FDA

Coordination and the FDA: Establishing the ‘Right to Try’ experimental treatments

The first big project for the Institute will be assisting a New Mexico local government unit engaging the Food and Drug Administration (FDA) through the coordination process. The objective is to coordinate with the FDA so that their policy with regard to allowing performance of experimental cancer treatments will be consistent with a local government’s policy of protecting its terminally ill patients suffering from cancer by allowing them to try the experiments.

By far this is the biggest issue ever undertaken by a local government exercising its authority to insist that federal agencies work coordinately with local governments attempting to reach consistency between elected local officials and appointed federal regulators.

For years, terminally ill cancer patients have been forced to avoid experimental treatments or leave their homes and go to a foreign nation for the treatment. Sweeping the nation right now is the “right to try” legislation by which legislators authorize “right to try” efforts.

The problem is that even when federal legislation is enacted, the bureaucratic regulators take their own sweet time to implement the laws passed. So, you have a slow, almost ineptly so, Congress, followed by an implementing unwilling bureaucracy. With regard to Right to Try and cancer the FDA, for example, will drag out the writing of regulations, giving all opponents ample opportunity to voice their objections to which Food and Drug will take another interminably long time to respond.

In the meantime, while Congress, like Ol’ Man River, “jes keeps movin’ along” at its own slow Mississippi River type flow, a New Mexico local government can take action through implementation of the coordination process. The Institute is ready to help them take the fast step forward.

There is a famous line in the eternally popular musical “My Fair Lady” where Eliza Doolittle, the leading lady, says she is tired of Words! Words! Words:

“I’m so sick of words!
I get words all day through;
First from him, now from you!
Is that all you blighters can do?
Never do I ever want to hear another word.”

When my professor of constitutional law at Chicago Law School, Philip B. Kurland, who would later become Senator Sam Erwin’s personal counsel and adviser during the Watergate Hearings, was pushing to get out his first Supreme Court Review, he told Chip Wood, the Director of the University of Chicago Press that he didn’t want to talk to him, because “like My Fair Lady I am tired of words, words, words. I want to talk only to Mrs. Grant (Lodice). She gets things done.”

With coordination, that is our pledge: we will get things done. We always have from the start in Owyhee County Idaho helping protect the livestock ranches throughout the County, right through today. We will fight to get away from and out of the entanglement of words and get to the action. Instead of saying to the FDA, “let’s talk about your position; we say, “we’re here to get the right to try; when do we start?”

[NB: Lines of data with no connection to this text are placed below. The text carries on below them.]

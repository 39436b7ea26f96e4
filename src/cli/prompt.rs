//! Interactive password prompt.

use std::io::{self, Write};

use crossterm::event::{self, Event, KeyCode, KeyEvent, KeyEventKind, KeyModifiers};
use crossterm::terminal;

use crate::error::{AppError, Result};

/// What a key press does to the password being typed.
#[derive(Debug, Clone, Copy, PartialEq, Eq)]
enum KeyOutcome {
    Continue,
    Submit,
    Cancel,
}

/// Leaves raw mode when dropped.
struct RawMode;

impl RawMode {
    fn enable() -> Result<Self> {
        terminal::enable_raw_mode()?;
        Ok(Self)
    }
}

impl Drop for RawMode {
    fn drop(&mut self) {
        let _ = terminal::disable_raw_mode();
    }
}

/// Read a password from the terminal without echo.
///
/// # Errors
///
/// Returns `PromptCancelled` on Ctrl-C or Esc, or `Io` if the terminal
/// cannot be put into raw mode.
pub fn read_password(prompt: &str) -> Result<String> {
    let mut stderr = io::stderr();
    write!(stderr, "{prompt}")?;
    stderr.flush()?;

    let result = {
        let _raw = RawMode::enable()?;
        read_until_submit()
    };
    writeln!(stderr)?;
    result
}

fn read_until_submit() -> Result<String> {
    let mut password = String::new();
    loop {
        if let Event::Key(key) = event::read()? {
            match apply_key(&mut password, key) {
                KeyOutcome::Continue => {}
                KeyOutcome::Submit => return Ok(password),
                KeyOutcome::Cancel => return Err(AppError::PromptCancelled),
            }
        }
    }
}

fn apply_key(password: &mut String, key: KeyEvent) -> KeyOutcome {
    if key.kind == KeyEventKind::Release {
        return KeyOutcome::Continue;
    }
    match key.code {
        KeyCode::Enter => KeyOutcome::Submit,
        KeyCode::Esc => KeyOutcome::Cancel,
        KeyCode::Char('c' | 'd') if key.modifiers.contains(KeyModifiers::CONTROL) => {
            KeyOutcome::Cancel
        }
        KeyCode::Char('u') if key.modifiers.contains(KeyModifiers::CONTROL) => {
            password.clear();
            KeyOutcome::Continue
        }
        KeyCode::Char(c) => {
            password.push(c);
            KeyOutcome::Continue
        }
        KeyCode::Backspace => {
            password.pop();
            KeyOutcome::Continue
        }
        _ => KeyOutcome::Continue,
    }
}
//! Output formatting for `pgjsonl`.
//!
//! Text summaries go to stdout; `--json` prints the serialized report
//! instead. Progress is drawn on stderr.

mod progress;
mod report;

pub use progress::ProgressLogger;
pub use report::{format_export_report, format_import_report, icons, pad_to_width};

use serde::Serialize;

use crate::error::Result;

/// Print `value` as pretty JSON on stdout.
///
/// # Errors
///
/// Returns `Json` if serialization fails.
pub fn print_json<T: Serialize>(value: &T) -> Result<()> {
    println!("{}", serde_json::to_string_pretty(value)?);
    Ok(())
}
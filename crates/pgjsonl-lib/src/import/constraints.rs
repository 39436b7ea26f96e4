//! Foreign-key suspension for the duration of an import run.
//!
//! Files are loaded in listing order, not dependency order, so a child
//! row can arrive before its parent. Suspending enforcement for the whole
//! session avoids having to compute a load order. The guard restores
//! enforcement exactly once: explicitly via [`ConstraintGuard::restore`],
//! or on drop if the run unwinds first.

use std::ops::{Deref, DerefMut};

use crate::error::{PgJsonlError, Result};
use crate::session::{Session, Statement};

/// Holds the session while foreign-key checks are suspended.
///
/// With suspension disabled the guard is a plain pass-through and both
/// suspend and restore are no-ops.
pub struct ConstraintGuard<'a> {
    session: &'a mut dyn Session,
    suspended: bool,
}

impl<'a> ConstraintGuard<'a> {
    /// Suspend foreign-key checks if `enabled`.
    ///
    /// # Errors
    ///
    /// Returns `Constraint` if the session refuses to suspend checks.
    pub fn suspend(session: &'a mut dyn Session, enabled: bool) -> Result<Self> {
        if enabled {
            session
                .execute(&Statement::SetForeignKeyChecks(false))
                .map_err(|e| {
                    PgJsonlError::Constraint(format!("failed to suspend foreign-key checks: {e}"))
                })?;
            tracing::debug!("Foreign-key checks suspended");
        }
        Ok(Self {
            session,
            suspended: enabled,
        })
    }

    #[must_use]
    pub const fn is_suspended(&self) -> bool {
        self.suspended
    }

    /// Re-enable foreign-key checks.
    ///
    /// # Errors
    ///
    /// Returns `Constraint` if the session refuses. The restore is not
    /// retried on drop.
    pub fn restore(mut self) -> Result<()> {
        self.restore_once()
    }

    fn restore_once(&mut self) -> Result<()> {
        if !self.suspended {
            return Ok(());
        }
        self.suspended = false;
        self.session
            .execute(&Statement::SetForeignKeyChecks(true))
            .map_err(|e| {
                PgJsonlError::Constraint(format!("failed to restore foreign-key checks: {e}"))
            })?;
        tracing::debug!("Foreign-key checks restored");
        Ok(())
    }
}

impl<'a> Deref for ConstraintGuard<'a> {
    type Target = dyn Session + 'a;

    fn deref(&self) -> &Self::Target {
        &*self.session
    }
}

impl DerefMut for ConstraintGuard<'_> {
    fn deref_mut(&mut self) -> &mut Self::Target {
        &mut *self.session
    }
}

impl Drop for ConstraintGuard<'_> {
    fn drop(&mut self) {
        if let Err(e) = self.restore_once() {
            tracing::warn!(error = %e, "Foreign-key checks left disabled");
        }
    }
}
//! Import command implementation.

use pgjsonl_lib::import::ImportEngine;
use pgjsonl_lib::model::{ImportOptions, InputSource, SkipColumns, parse_table_list};
use pgjsonl_lib::{ImportRequest, PgJsonlError};

use crate::cli::{ImportArgs, RunContext};
use crate::config;
use crate::error::{AppError, Result};
use crate::format::{ProgressLogger, format_import_report, print_json};
use crate::storage::{PgSession, describe_target};

/// Execute the import command.
///
/// Returns whether every table imported successfully.
///
/// # Errors
///
/// Returns an error if the options are invalid, the input path does not
/// exist, the connection fails, or foreign-key checks cannot be suspended.
pub fn execute(args: &ImportArgs, ctx: &RunContext) -> Result<bool> {
    let request = build_request(args, ctx)?;

    // Fail on a bad path before opening a connection.
    let input = request.source.path();
    if !input.exists() {
        return Err(PgJsonlError::FileNotFound(input.to_path_buf()).into());
    }

    let mut session = PgSession::connect(&request.connection)?;
    tracing::info!(
        target_db = %describe_target(&request.connection),
        schema = request.schema(),
        input = %input.display(),
        "Connected"
    );

    let logger = ProgressLogger::new(!ctx.quiet && !ctx.json);
    let report = ImportEngine::new(request, &logger).run(&mut session);
    logger.finish();
    let report = report?;

    if ctx.json {
        print_json(&report)?;
    } else if ctx.show_summary(report.success) {
        print!("{}", format_import_report(&report));
    }
    Ok(report.success)
}

/// Turn parsed arguments into a validated request.
///
/// # Errors
///
/// Returns `Config` for malformed skip lists or sizes.
pub fn build_request(args: &ImportArgs, ctx: &RunContext) -> Result<ImportRequest> {
    let source = match (&args.input_dir, &args.file) {
        (Some(dir), None) => InputSource::Directory(dir.clone()),
        (None, Some(file)) => InputSource::File(file.clone()),
        _ => {
            return Err(AppError::config(
                "exactly one of --input-dir or --file is required",
            ));
        }
    };

    let (batch_size, sample_size) =
        config::resolve_sizes(args.batch_size, args.sample_size, &ctx.profile);
    let options = ImportOptions {
        create_tables: args.create_tables,
        clear_before_load: args.clear,
        disable_foreign_keys: args.disable_foreign_keys,
        skip_tables: args
            .skip_tables
            .as_deref()
            .map(parse_table_list)
            .unwrap_or_default(),
        skip_columns: args
            .skip_columns
            .as_deref()
            .map(SkipColumns::parse)
            .transpose()?
            .unwrap_or_default(),
        batch_size,
        sample_size,
    };

    let connection = ctx.connection(&args.connection)?;
    Ok(ImportRequest::new(connection, source, options)?)
}
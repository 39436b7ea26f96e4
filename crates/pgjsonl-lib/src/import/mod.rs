//! Import engine: JSONL files into PostgreSQL tables.
//!
//! [`ImportEngine::run`] resolves the input into [`TableTarget`]s, suspends
//! foreign-key checks for the whole run if asked to, and then plans and
//! loads each table in its own transaction. A failing table becomes a
//! failed [`TableResult`]; the run carries on with the next one.

pub mod constraints;
pub mod loader;
pub mod logger;
pub mod planner;

use std::collections::BTreeSet;
use std::fs;
use std::path::Path;

use crate::error::{PgJsonlError, Result};
use crate::model::{
    ImportReport, ImportRequest, InputSource, JSONL_EXTENSION, TableResult, TableTarget,
};
use crate::session::{Session, Transaction};

pub use constraints::ConstraintGuard;
pub use loader::{BatchLoader, LoadProgress};
pub use logger::{ImportLogger, NullLogger, TracingLogger};
pub use planner::{SchemaPlanner, TablePlan};

/// Runs one validated [`ImportRequest`] against a session.
pub struct ImportEngine<'a> {
    request: ImportRequest,
    logger: &'a dyn ImportLogger,
}

impl<'a> ImportEngine<'a> {
    #[must_use]
    pub fn new(request: ImportRequest, logger: &'a dyn ImportLogger) -> Self {
        Self { request, logger }
    }

    #[must_use]
    pub const fn request(&self) -> &ImportRequest {
        &self.request
    }

    /// Import every target table.
    ///
    /// Per-table failures are reported in the returned [`ImportReport`].
    /// A failure to restore foreign-key checks is attached as a warning.
    ///
    /// # Errors
    ///
    /// Returns an error only for failures that prevent the run from
    /// starting: `FileNotFound`/`Io` while resolving the input, or
    /// `Constraint` if foreign-key checks cannot be suspended.
    pub fn run(&self, session: &mut dyn Session) -> Result<ImportReport> {
        let options = &self.request.options;
        let targets = resolve_targets(
            &self.request.source,
            self.request.schema(),
            &options.skip_tables,
        )?;
        self.logger.run_started(&targets);

        let mut guard = ConstraintGuard::suspend(session, options.disable_foreign_keys)?;

        let mut results = Vec::with_capacity(targets.len());
        for target in &targets {
            let result = self.import_table(&mut *guard, target);
            self.logger.table_finished(&result);
            results.push(result);
        }

        let mut warnings = Vec::new();
        if let Err(e) = guard.restore() {
            let message = format!("{e}; foreign-key checks may still be disabled for this session");
            self.logger.warning(&message);
            warnings.push(message);
        }

        Ok(ImportReport::new(results, warnings))
    }

    fn import_table(&self, session: &mut dyn Session, target: &TableTarget) -> TableResult {
        self.logger.table_started(target);
        let mut progress = LoadProgress::default();
        match self.load_in_transaction(session, target, &mut progress) {
            Ok(()) => TableResult {
                rows_attempted: progress.attempted,
                created: progress.created,
                cleared: progress.cleared,
                ..TableResult::succeeded(target.table.clone(), progress.loaded)
            },
            Err(e) => {
                tracing::debug!(table = %target.display_name(), kind = e.kind(), "Table rolled back");
                TableResult::failed(target.table.clone(), progress.attempted, e.to_string())
            }
        }
    }

    fn load_in_transaction(
        &self,
        session: &mut dyn Session,
        target: &TableTarget,
        progress: &mut LoadProgress,
    ) -> Result<()> {
        let options = &self.request.options;
        let mut tx = Transaction::begin(session).map_err(|e| {
            PgJsonlError::Session(format!(
                "failed to begin transaction for {}: {e}",
                target.display_name()
            ))
        })?;

        let plan = SchemaPlanner::new(options).plan(&mut *tx, target)?;
        BatchLoader::new(options.batch_size, self.logger).load(&mut *tx, target, &plan, progress)?;

        tx.commit().map_err(|e| {
            PgJsonlError::Load(format!(
                "failed to commit {}: {e}",
                target.display_name()
            ))
        })
    }
}

/// Resolve the input source into ordered targets, dropping skipped tables.
///
/// Directory entries are sorted by file name. Only regular files with a
/// `.jsonl` extension are considered.
///
/// # Errors
///
/// Returns `FileNotFound` if the source path does not exist, `Config` if a
/// single file has no usable name, or `Io` if the directory cannot be read.
pub fn resolve_targets(
    source: &InputSource,
    schema: &str,
    skip_tables: &BTreeSet<String>,
) -> Result<Vec<TableTarget>> {
    let path = source.path();
    if !path.exists() {
        return Err(PgJsonlError::FileNotFound(path.to_path_buf()));
    }

    let mut targets = match source {
        InputSource::File(file) => {
            let target = TableTarget::from_path(file, schema).ok_or_else(|| {
                PgJsonlError::config(format!(
                    "cannot derive a table name from {}",
                    file.display()
                ))
            })?;
            vec![target]
        }
        InputSource::Directory(dir) => list_jsonl_files(dir)?
            .iter()
            .filter_map(|p| TableTarget::from_path(p, schema))
            .collect(),
    };

    targets.retain(|t| {
        let keep = !skip_tables.contains(&t.table);
        if !keep {
            tracing::debug!(table = %t.table, "Skipping table");
        }
        keep
    });
    Ok(targets)
}

fn list_jsonl_files(dir: &Path) -> Result<Vec<std::path::PathBuf>> {
    let mut files = Vec::new();
    for entry in fs::read_dir(dir)? {
        let entry = entry?;
        let path = entry.path();
        let is_jsonl = path
            .extension()
            .and_then(|e| e.to_str())
            .is_some_and(|e| e == JSONL_EXTENSION);
        if is_jsonl && entry.file_type()?.is_file() {
            files.push(path);
        }
    }
    files.sort_by(|a, b| a.file_name().cmp(&b.file_name()));
    Ok(files)
}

Lynn Mizzi Brysacz, member of the faculty at Glendale Community College wrote on her blog on June 17, 2914 of her concern that research writers use such convoluted, especially cloned, terms that the student or reader is left with confusion and lack of progress: “However, if the writers all have doctoral degrees and if people with doctoral degrees make up less than 1% of the population (as Sue Henderson advised us last week), does that 1% isolate itself with a language not understood by most of the rest of the world? I can see researchers wanting (and needing) to develop their own language; yet it seems antithetical to the idea of social justice when this language cannot be understood by 99% of the population.” See her article on her blog: “Words, words, words, I’m so sick of words!” (Eliza Doolittle in “My Fair Lady”) The article is also posted on the Institute website.

Federal bureaucratic language and most statutory legislative language could easily have been the topic of Ms. Brysacz because the way bureaucrats write fits her description of research language. No one can mangle the King’s English like a bureaucrat seeking delay or a member of Congress trying to placate sixteen different interests in one sentence.

So, while Congress and the state legislatures lumber toward the Right to Try, we will get there quicker and more directly with coordination. We always have, we will now, and we always will.1


[1] We approve and support all the Right to Try efforts in Congress and in the State legislatures, but while well-meaning legislators slowly move through the process, we will take the direct route through coordination.